Concernant l’intérêt académique du sujet, il convient de rappeler que la sociologie des scandales politiques est un
champ d’études quasi-inexistant en Suisse où le scandale en général et le scandale des fiches en particulier n’ont
fait l’objet d’aucune production scientifique d’envergure. Un tel travail pourrait combler cette lacune tout en
contribuant à la construction théorique des scandales politiques comme objet de la science politique. En effet, ce
travail de recherche ne tient pas seulement à rendre compte d’un événement singulier, il vise aussi à enrichir les
modalités d’analyse des scandales politiques, particulièrement en portant l’attention sur un angle mort de la
recherche internationale, à savoir la phase de désamorçage, celle où les démobilisations l’emportent.

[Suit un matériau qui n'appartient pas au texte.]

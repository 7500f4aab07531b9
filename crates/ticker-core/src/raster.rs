// File: crates/ticker-core/src/raster.rs
// Summary: Per-render CPU raster surface and PNG flattening.

use std::io::Cursor;

use skia_safe as skia;

use crate::error::{Error, Result};

/// Drawing context owned by exactly one render call.
pub struct Raster {
    surface: skia::Surface,
    width: i32,
    height: i32,
}

impl Raster {
    /// Create a fresh surface. Zero or negative sizes fail before any drawing.
    pub fn new(width: i32, height: i32) -> Result<Self> {
        if width <= 0 || height <= 0 {
            return Err(Error::config(format!("surface size must be positive, got {width}x{height}")));
        }
        let mut surface = skia::surfaces::raster_n32_premul((width, height))
            .ok_or_else(|| Error::render(format!("failed to create {width}x{height} raster surface")))?;
        surface.canvas().clear(skia::Color::TRANSPARENT);
        Ok(Self { surface, width, height })
    }

    /// Same as [`Raster::new`] for callers holding floating-point sizes.
    pub fn from_f32(width: f32, height: f32) -> Result<Self> {
        if !(width.is_finite() && height.is_finite()) {
            return Err(Error::config(format!("surface size must be finite, got {width}x{height}")));
        }
        Self::new(width.round() as i32, height.round() as i32)
    }

    pub fn width(&self) -> i32 { self.width }
    pub fn height(&self) -> i32 { self.height }

    pub fn canvas(&mut self) -> &skia::Canvas {
        self.surface.canvas()
    }

    /// Immutable copy of the current pixels, for compositing into another canvas.
    pub fn snapshot(&mut self) -> skia::Image {
        self.surface.image_snapshot()
    }

    /// Read back unpremultiplied RGBA8 pixels (row stride = width * 4).
    pub fn to_rgba8(&mut self) -> Result<Vec<u8>> {
        let info = skia::ImageInfo::new(
            (self.width, self.height),
            skia::ColorType::RGBA8888,
            skia::AlphaType::Unpremul,
            None,
        );
        let row_bytes = self.width as usize * 4;
        let mut pixels = vec![0u8; row_bytes * self.height as usize];
        if !self.surface.read_pixels(&info, &mut pixels, row_bytes, (0, 0)) {
            return Err(Error::render("pixel readback failed"));
        }
        Ok(pixels)
    }

    /// Flatten to PNG bytes. Consumes the context.
    pub fn into_png(mut self) -> Result<Vec<u8>> {
        let pixels = self.to_rgba8()?;
        encode_png(self.width as u32, self.height as u32, pixels)
    }
}

/// Encode RGBA8 pixels as PNG.
pub fn encode_png(width: u32, height: u32, rgba: Vec<u8>) -> Result<Vec<u8>> {
    let img = image::RgbaImage::from_raw(width, height, rgba)
        .ok_or_else(|| Error::render("pixel buffer does not match surface size"))?;
    let mut out = Cursor::new(Vec::new());
    img.write_to(&mut out, image::ImageFormat::Png)
        .map_err(|e| Error::render(format!("encode PNG failed: {e}")))?;
    Ok(out.into_inner())
}

#[cfg(test)]
mod tests {
    use super::*;

    #[test]
    fn rejects_empty_surfaces() {
        assert!(matches!(Raster::new(0, 10), Err(Error::Config(_))));
        assert!(matches!(Raster::from_f32(f32::NAN, 10.0), Err(Error::Config(_))));
    }

    #[test]
    fn png_has_header_and_size() {
        let mut raster = Raster::new(8, 4).unwrap();
        raster.canvas().clear(skia::Color::from_rgb(10, 20, 30));
        let png = raster.into_png().unwrap();
        assert!(png.starts_with(&[137, 80, 78, 71]));
        let decoded = image::load_from_memory(&png).unwrap().to_rgba8();
        assert_eq!(decoded.dimensions(), (8, 4));
        assert_eq!(decoded.get_pixel(0, 0).0, [10, 20, 30, 255]);
    }
}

16 A ce stade du projet, d’autres questions théoriques retiennent notre attention : comment articuler la stratégie des
acteurs et les cadres qui, bien qu’initiés par des acteurs, ont tendance à se cristalliser et en retour à s’imposer aux
acteurs ? Qu’est-ce qui rend la dénonciation plus ou moins jouable ? Quelle place accorder aux variables
structurelles dans l’analyse des scandales dont la dynamique tient pour beaucoup à des éléments contingents et à
une suite de micro-décisions ? Enfin, en accordant une grande importance aux boucles de rétroaction et autres
processus d’auto-amplification souvent écartés par les sciences sociales, nous souhaiterions mettre en relief la
dimension non-linéaire du scandale, une propriété commune à d’autres processus émergents de grande amplitude,
des krachs boursiers aux révolutions.
Au delà de la seule étude de cas, l’objectif de ce projet de recherche consiste donc à proposer et tester un modèle
d’analyse des scandales selon lequel il y a scandale « lorsque des acteurs mettant en cause la probité d’autrui
peuvent s’appuyer sur des mobilisations multisectorielles » (Rayner 2009 : 549), soit une configuration
relativement rare en Suisse. Cette problématique, qui se veut relationnelle et contextuelle, envisage le scandale
comme un processus décomposable analytiquement en différentes séquences. Elle vise à prendre en compte la
configuration institutionnelle à partir de laquelle des acteurs se greffant autour d’une dénonciation prennent part à
l’émergence d’un scandale et tentent, entre autres coups, d’imposer leur cadrage au détriment d’autres définitions
de la situation. Localisées en et entre plusieurs univers sociaux, ces mobilisations et prises de position en série
engendrent une désectorisation tendancielle de l’espace social, soit une dynamique de crise qui contraint les
représentants de l’Etat et de l’ensemble des secteurs concernés à réagir, menacés qu’ils sont par des tentatives de
délégitimation. Ces ripostes institutionnelles, qui empruntent souvent au registre juridique (les dénonciateurs
peuvent aussi recourir à l’arme du droit), visent à relégitimer les institutions et leurs porte-parole en s’efforçant de
resectoriser le litige, en le circonscrivant aux seules arènes institutionnelles. Pour peu que les mobilisations
dénonciatrices retombent, ces parades conduisent au désamorçage du scandale. Cette analyse séquentielle doit faire
ressortir les bifurcations et les rapports de force qui orientent le processus du scandale et montrer que celui-ci peut
transformer la configuration institutionnelle, les contextes prévalant dans les différents sites d’affrontement, ainsi
que la position et l’identité de certains de leurs occupants. En définitive, par cette étude de cas, nous ambitionnons
de contribuer à une sociologie des scandales adossée à un corpus d’hypothèses transposables à d’autres terrains.
Bien que la dimension comparative (limitée ici aux affaires Gladio et Irangate) ne soit pas centrale dans ce projet, le
résultat de notre recherche devrait permettre de mieux saisir les constituants des scandales par delà leurs
manifestations phénoménales singulières.